Bei der Orientierung helfen die Stimmlagen. Die Titelfigur ist ein Altus, Elena, ein Sopran und
Imilee ein Alt. Gilimero, der unglücklich verliebte Heerführer ist ein kerniger Sopran. Und
dann gibt es noch einen Tenor: Massenzio, der Bruder von Fausta, der dummerweise auch
ein Auge auf Elena geworfen hat. Mit seiner Schwester Fausta wird er das zum Anlass einer
Intrige machen. Doch soweit sind wir im Augenblick noch nicht. Massenzio hat die Ehre, die
erste Arie in diesem Stück zu singen, und das ist ein galantes Stück: „Möge das undankbare
Schicksal meiner Liebe nicht im Wege stehen …“
„Flavio Crispo“, - der erste Akt dauert eine Stunde und 16 Minuten.

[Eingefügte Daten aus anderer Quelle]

use anyhow::Context;
use serde::{Deserialize, Serialize};
use std::fs;
use std::path::{Path, PathBuf};
use std::time::Duration;

/// 重试策略
#[derive(Debug, Clone, Copy, Serialize, Deserialize, PartialEq, Eq, clap::ValueEnum)]
#[serde(rename_all = "kebab-case")]
pub enum RetryPolicy {
    /// 只尝试一次，任何非成功结果直接上报
    None,
    /// 指数退避重试，直到成功或累计耗时超过上限
    Exponential,
}

impl Default for RetryPolicy {
    fn default() -> Self {
        Self::None
    }
}

/// 请求形态预设（上下文 token 数 / 最大生成 token 数）
#[derive(Debug, Clone, Copy, Serialize, Deserialize, PartialEq, Eq, clap::ValueEnum)]
#[serde(rename_all = "kebab-case")]
pub enum ShapeProfile {
    Balanced,
    Context,
    Generation,
    Custom,
}

impl Default for ShapeProfile {
    fn default() -> Self {
        Self::Balanced
    }
}

/// 上下文消息来源
#[derive(Debug, Clone, Copy, Serialize, Deserialize, PartialEq, Eq, clap::ValueEnum)]
#[serde(rename_all = "kebab-case")]
pub enum ContextGenerationMethod {
    /// 随机单词生成
    Generate,
    /// 从 JSON 文件回放
    Replay,
}

impl Default for ContextGenerationMethod {
    fn default() -> Self {
        Self::Generate
    }
}

/// 快照输出格式
#[derive(Debug, Clone, Copy, Serialize, Deserialize, PartialEq, Eq, clap::ValueEnum)]
#[serde(rename_all = "kebab-case")]
pub enum OutputFormat {
    Human,
    Jsonl,
}

impl Default for OutputFormat {
    fn default() -> Self {
        Self::Human
    }
}

/// 解析后的请求形态
#[derive(Debug, Clone, Copy, PartialEq, Eq)]
pub struct Shape {
    pub context_tokens: u32,
    pub max_tokens: Option<u32>,
}

/// 压测配置
#[derive(Debug, Clone, Serialize, Deserialize)]
#[serde(rename_all = "camelCase")]
pub struct LoadConfig {
    /// 部署的基础地址，例如 https://xxx.openai.azure.com
    #[serde(default)]
    pub endpoint: String,

    /// 部署名称
    #[serde(default)]
    pub deployment: String,

    #[serde(default = "default_api_version")]
    pub api_version: String,

    /// 存放 API 密钥的环境变量名
    #[serde(default = "default_api_key_env")]
    pub api_key_env: String,

    /// 并发上限（未配置时不限制）
    #[serde(default)]
    pub clients: Option<usize>,

    /// 逻辑请求总数上限
    #[serde(default)]
    pub requests: Option<u64>,

    /// 运行时长（秒），0 或未配置表示直到被中断
    #[serde(default)]
    pub duration: Option<u64>,

    /// 目标速率（每分钟请求数），未配置表示尽可能快
    #[serde(default)]
    pub rate: Option<f64>,

    /// 统计滑动窗口（秒）
    #[serde(default = "default_aggregation_window")]
    pub aggregation_window: f64,

    #[serde(default)]
    pub context_generation_method: ContextGenerationMethod,

    #[serde(default)]
    #[serde(skip_serializing_if = "Option::is_none")]
    pub replay_path: Option<PathBuf>,

    #[serde(default)]
    pub shape_profile: ShapeProfile,

    /// 上下文 token 数（仅 custom 形态）
    #[serde(default)]
    pub context_tokens: Option<u32>,

    /// 最大生成 token 数（仅 custom 形态）
    #[serde(default)]
    pub max_tokens: Option<u32>,

    /// 每条消息加时间戳前缀，避免服务端缓存
    #[serde(default = "default_prevent_server_caching")]
    pub prevent_server_caching: bool,

    #[serde(default = "default_completions")]
    pub completions: u32,

    #[serde(default)]
    pub frequency_penalty: Option<f32>,

    #[serde(default)]
    pub presence_penalty: Option<f32>,

    #[serde(default)]
    pub temperature: Option<f32>,

    #[serde(default)]
    pub top_p: Option<f32>,

    #[serde(default)]
    pub output_format: OutputFormat,

    #[serde(default)]
    pub retry: RetryPolicy,

    /// HTTP 代理地址（可选）
    /// 支持格式: http://host:port, https://host:port, socks5://host:port
    #[serde(default)]
    pub proxy_url: Option<String>,

    /// 单次 HTTP 调用超时（秒）
    #[serde(default = "default_request_timeout")]
    pub request_timeout: u64,

    /// 配置文件路径（运行时元数据，不写入 JSON）
    #[serde(skip)]
    config_path: Option<PathBuf>,
}

fn default_api_version() -> String {
    "2023-05-15".to_string()
}

fn default_api_key_env() -> String {
    "OPENAI_API_KEY".to_string()
}

fn default_aggregation_window() -> f64 {
    60.0
}

fn default_prevent_server_caching() -> bool {
    true
}

fn default_completions() -> u32 {
    1
}

fn default_request_timeout() -> u64 {
    120
}

/// 既没有速率也没有并发上限时使用的默认并发
pub const DEFAULT_CLIENTS_WITHOUT_RATE: usize = 20;
/// 目标速率上限（RPM）
pub const MAX_RATE: f64 = 1_000_000.0;
/// 统计窗口上限（秒）
pub const MAX_AGGREGATION_WINDOW: f64 = 86_400.0;

impl Default for LoadConfig {
    fn default() -> Self {
        Self {
            endpoint: String::new(),
            deployment: String::new(),
            api_version: default_api_version(),
            api_key_env: default_api_key_env(),
            clients: None,
            requests: None,
            duration: None,
            rate: None,
            aggregation_window: default_aggregation_window(),
            context_generation_method: ContextGenerationMethod::default(),
            replay_path: None,
            shape_profile: ShapeProfile::default(),
            context_tokens: None,
            max_tokens: None,
            prevent_server_caching: default_prevent_server_caching(),
            completions: default_completions(),
            frequency_penalty: None,
            presence_penalty: None,
            temperature: None,
            top_p: None,
            output_format: OutputFormat::default(),
            retry: RetryPolicy::default(),
            proxy_url: None,
            request_timeout: default_request_timeout(),
            config_path: None,
        }
    }
}

impl LoadConfig {
    /// 从文件加载配置
    pub fn load<P: AsRef<Path>>(path: P) -> anyhow::Result<Self> {
        let path = path.as_ref();
        if !path.exists() {
            // 配置文件不存在，返回默认配置
            let mut config = Self::default();
            config.config_path = Some(path.to_path_buf());
            return Ok(config);
        }

        let content = fs::read_to_string(path)
            .with_context(|| format!("读取配置文件失败: {}", path.display()))?;
        let mut config: LoadConfig = serde_json::from_str(&content)
            .with_context(|| format!("解析配置文件失败: {}", path.display()))?;
        config.config_path = Some(path.to_path_buf());
        Ok(config)
    }

    /// 获取配置文件路径（如果有）
    pub fn config_path(&self) -> Option<&Path> {
        self.config_path.as_deref()
    }

    /// 完整的 chat completions 地址
    pub fn request_url(&self) -> String {
        format!(
            "{}/openai/deployments/{}/chat/completions?api-version={}",
            self.endpoint.trim_end_matches('/'),
            urlencoding::encode(&self.deployment),
            urlencoding::encode(&self.api_version),
        )
    }

    /// 按形态预设解析上下文 / 生成 token 数
    pub fn shape(&self) -> Shape {
        match self.shape_profile {
            ShapeProfile::Balanced => Shape {
                context_tokens: 500,
                max_tokens: Some(500),
            },
            ShapeProfile::Context => Shape {
                context_tokens: 2000,
                max_tokens: Some(200),
            },
            ShapeProfile::Generation => Shape {
                context_tokens: 500,
                max_tokens: Some(1000),
            },
            ShapeProfile::Custom => Shape {
                context_tokens: self.context_tokens.unwrap_or(0),
                max_tokens: self.max_tokens,
            },
        }
    }

    /// 有效并发上限
    ///
    /// 配置了速率时默认不限并发；两者都未配置时回退到默认并发，避免无界发射
    pub fn effective_clients(&self) -> Option<usize> {
        match (self.clients, self.rate_per_minute()) {
            (Some(c), _) => Some(c),
            (None, Some(_)) => None,
            (None, None) => Some(DEFAULT_CLIENTS_WITHOUT_RATE),
        }
    }

    /// 有效速率，0 视为未配置
    pub fn rate_per_minute(&self) -> Option<f64> {
        self.rate.filter(|r| *r > 0.0)
    }

    /// 有效运行时长，0 视为未配置
    pub fn run_duration(&self) -> Option<Duration> {
        self.duration
            .filter(|d| *d > 0)
            .map(Duration::from_secs)
    }

    pub fn window(&self) -> Duration {
        Duration::try_from_secs_f64(self.aggregation_window.min(MAX_AGGREGATION_WINDOW))
            .unwrap_or(Duration::from_secs(60))
    }

    /// 从环境变量读取 API 密钥
    pub fn api_key(&self) -> anyhow::Result<String> {
        std::env::var(&self.api_key_env)
            .with_context(|| format!("环境变量 {} 未设置", self.api_key_env))
    }

    /// 校验配置
    pub fn validate(&self) -> anyhow::Result<()> {
        if self.endpoint.trim().is_empty() {
            anyhow::bail!("endpoint 不能为空");
        }
        if self.deployment.trim().is_empty() {
            anyhow::bail!("deployment 不能为空");
        }
        if self.api_version.is_empty() {
            anyhow::bail!("api-version 不能为空");
        }
        if self.api_key_env.is_empty() {
            anyhow::bail!("api-key-env 不能为空");
        }
        if std::env::var_os(&self.api_key_env).is_none() {
            anyhow::bail!("api-key-env {} 未设置", self.api_key_env);
        }
        if matches!(self.clients, Some(c) if c < 1) {
            anyhow::bail!("clients 必须大于 0");
        }
        if matches!(self.duration, Some(d) if d != 0 && d < 30) {
            anyhow::bail!("duration 必须为 0 或不小于 30 秒");
        }
        if matches!(self.rate, Some(r) if !(0.0..=MAX_RATE).contains(&r)) {
            anyhow::bail!("rate 必须在 [0, {}] 范围内", MAX_RATE);
        }
        if !(self.aggregation_window > 0.0 && self.aggregation_window <= MAX_AGGREGATION_WINDOW) {
            anyhow::bail!("aggregation-window 必须在 (0, {}] 秒范围内", MAX_AGGREGATION_WINDOW);
        }
        if self.shape_profile == ShapeProfile::Custom
            && !matches!(self.context_tokens, Some(t) if t >= 1)
        {
            anyhow::bail!("shape-profile=custom 时必须指定 context-tokens");
        }
        if self.max_tokens == Some(0) {
            anyhow::bail!("max-tokens 必须大于 0");
        }
        if self.context_generation_method == ContextGenerationMethod::Replay
            && self.replay_path.is_none()
        {
            anyhow::bail!("context-generation-method=replay 时必须指定 replay-path");
        }
        if self.completions < 1 {
            anyhow::bail!("completions 必须大于 0");
        }
        check_range("frequency-penalty", self.frequency_penalty, -2.0, 2.0)?;
        check_range("presence-penalty", self.presence_penalty, -2.0, 2.0)?;
        check_range("temperature", self.temperature, 0.0, 2.0)?;
        check_range("top-p", self.top_p, 0.0, 1.0)?;
        Ok(())
    }
}

fn check_range(name: &str, value: Option<f32>, min: f32, max: f32) -> anyhow::Result<()> {
    match value {
        Some(v) if !(min..=max).contains(&v) => {
            anyhow::bail!("{} 必须在 {} 到 {} 之间", name, min, max)
        }
        _ => Ok(()),
    }
}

„Flavio Crispo“, 1. Akt = 1.15.56
SWR2 Opernabend, Sie hören „Flavio Crispo“ von Johann David Heinichen als Mitschnitt der
Welturaufführung vom Juni 2016 aus der Musikhochschule Stuttgart mit il Gusto Barocco
unter Jörg Halubek.
Flavio Crispo, Costantinos Sohn: Leandro Marziotte, außerdem:
Elena, Englische Prinzessin am Hof: Dana Marbach
Fausta, Gemahlin Costantinos, in Crispo verliebt: Alessandra Visentin
Imilee, Assaricos Tochter, des ostfränkischen Königs: Silke Gäng
Gilimero, Heerführer und Freund von Flavio: Nina Bernsteiner
Massenzio, Bruder von Fausta, Gegner Flavios: Tobias Hunger
Costantino, Römischer Kaiser und Faustas Gemahl: Ismael Arroniz
Der zweite Akt geht an die Intrige. Fausta, Kaiserin durch die Heirat mit Costantino, ist
gekränkt, dass Crispo sich von ihr abgewendet hat. Die Rache der Abgewiesenen ist
indessen effizient. Durch Massenzio erfährt sie, dass Elena und nicht Imilee ihre wahre
Rivalin ist, außerdem bekommt sie durch den Bruder die Briefe Crispos, die dieser aus
Gallien an Elena geschrieben hat. Die reicht sie an den Kaiser weiter, allerdings mit der
Behauptung, Crispo habe diese Liebesepisteln an sie Fausta, die Stiefmutter und Gattin des
Kaisers geschrieben. Costantino ist außer sich! Crispos Schicksal scheint besiegelt zu sein.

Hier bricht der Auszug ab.